WATCH | Ottawa's most recent former police chief on the protest:
Calling in the military is a rare and unlikely scenario, unless the situation escalates to a level of ugliness none want to see.
Sloly did include asking for military help as an option, along with calling in the RCMP (no formal request has yet been made to either), requesting more provincial police help, or filing for a court injunction.
He added he could only recall two incidents in recent history when the armed forces were dispatched: the Oka Crisis in 1990 and the October Crisis in 1970— not exactly reassuring historic examples.
So that leaves politicians.
It's not clear what Sloly is suggesting. Should Prime Minister Justin Trudeau or someone in his government speak with the protesters? That's not happening, say government sources. After all, some fly racist flags and have taken up the "F--k Trudeau" slogan.

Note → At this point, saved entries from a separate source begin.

//! Retry decorator around an [`LlmPort`].
//!
//! Wraps any LLM client with bounded retries and exponential backoff.
//! Invalid-response errors are not retried; the payload will not improve
//! by asking again.

use std::sync::Arc;
use std::time::Duration;

use async_trait::async_trait;

use crate::infrastructure::ports::{LlmError, LlmPort, LlmRequest, LlmResponse};

#[derive(Debug, Clone, Copy)]
pub struct RetryConfig {
    pub max_retries: u32,
    pub base_delay_ms: u64,
}

impl Default for RetryConfig {
    fn default() -> Self {
        Self {
            max_retries: 2,
            base_delay_ms: 500,
        }
    }
}

pub struct ResilientLlmClient {
    inner: Arc<dyn LlmPort>,
    config: RetryConfig,
}

impl ResilientLlmClient {
    pub fn new(inner: Arc<dyn LlmPort>, config: RetryConfig) -> Self {
        Self { inner, config }
    }
}

#[async_trait]
impl LlmPort for ResilientLlmClient {
    async fn generate(&self, request: LlmRequest) -> Result<LlmResponse, LlmError> {
        let mut attempt = 0;
        loop {
            match self.inner.generate(request.clone()).await {
                Ok(response) => return Ok(response),
                Err(e @ LlmError::InvalidResponse(_)) => return Err(e),
                Err(e) => {
                    if attempt >= self.config.max_retries {
                        return Err(e);
                    }
                    let delay = self.config.base_delay_ms * 2u64.pow(attempt);
                    tracing::warn!(
                        error = %e,
                        attempt = attempt + 1,
                        delay_ms = delay,
                        "LLM request failed, retrying"
                    );
                    tokio::time::sleep(Duration::from_millis(delay)).await;
                    attempt += 1;
                }
            }
        }
    }
}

WATCH | Some of Trudeau's comments on Monday:
Does the chief think the federal government should open a channel to discuss reducing pandemic restrictions? Again, this seems very unlikely.

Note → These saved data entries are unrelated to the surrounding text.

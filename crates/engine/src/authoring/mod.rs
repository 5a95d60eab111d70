//! The case-authoring pipeline: deterministic structure generation,
//! narrative enrichment, and the two offline checkers.

pub mod builder;
pub mod generator;
pub mod rng;
pub mod templates;
pub mod validator;
pub mod verifier;

#[cfg(test)]
pub mod test_support;

pub use builder::{BuildConfig, BuildError, BuildStage, CaseBuilder};
pub use validator::{Severity, ValidationIssue};
pub use verifier::{verify, VerifyReport};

Maybe the premier should step in? But Doug Ford is in another city and besides telling protesters to leave and condemning hate symbols and disrespect of monuments, doesn't seem eager to engage.
It is certainly possible that Sloly is right, that some agency that isn't his force — or the OPP, or the RCMP, or the army — needs to deal with these folks' demands. Clearly, pleading with them to leave for the good of the fed-up local community isn't working. But it's not responsible to float that possibility before he's ready to be more precise.
One reporter asked Sloly if the Prime Minister needs to get involved. The chief said "That's a question for politicians to decide."
It was a little late to be so circumspect. Mayor Jim Watson, who was at the same briefing and is a politician, didn't answer either.
So we're left with no clear end date for this protest, with citizens starting to take things into their own hands by organizing their own protests, escorts and food deliveries, and with the police chief vaguely suggesting that some course of action other than policing will be needed.
Oh, and one more thing: This weekend, we expect protest reinforcements to come to town and crowds in the downtown to swell again.
If police can't restore normalcy, then who's got the solution?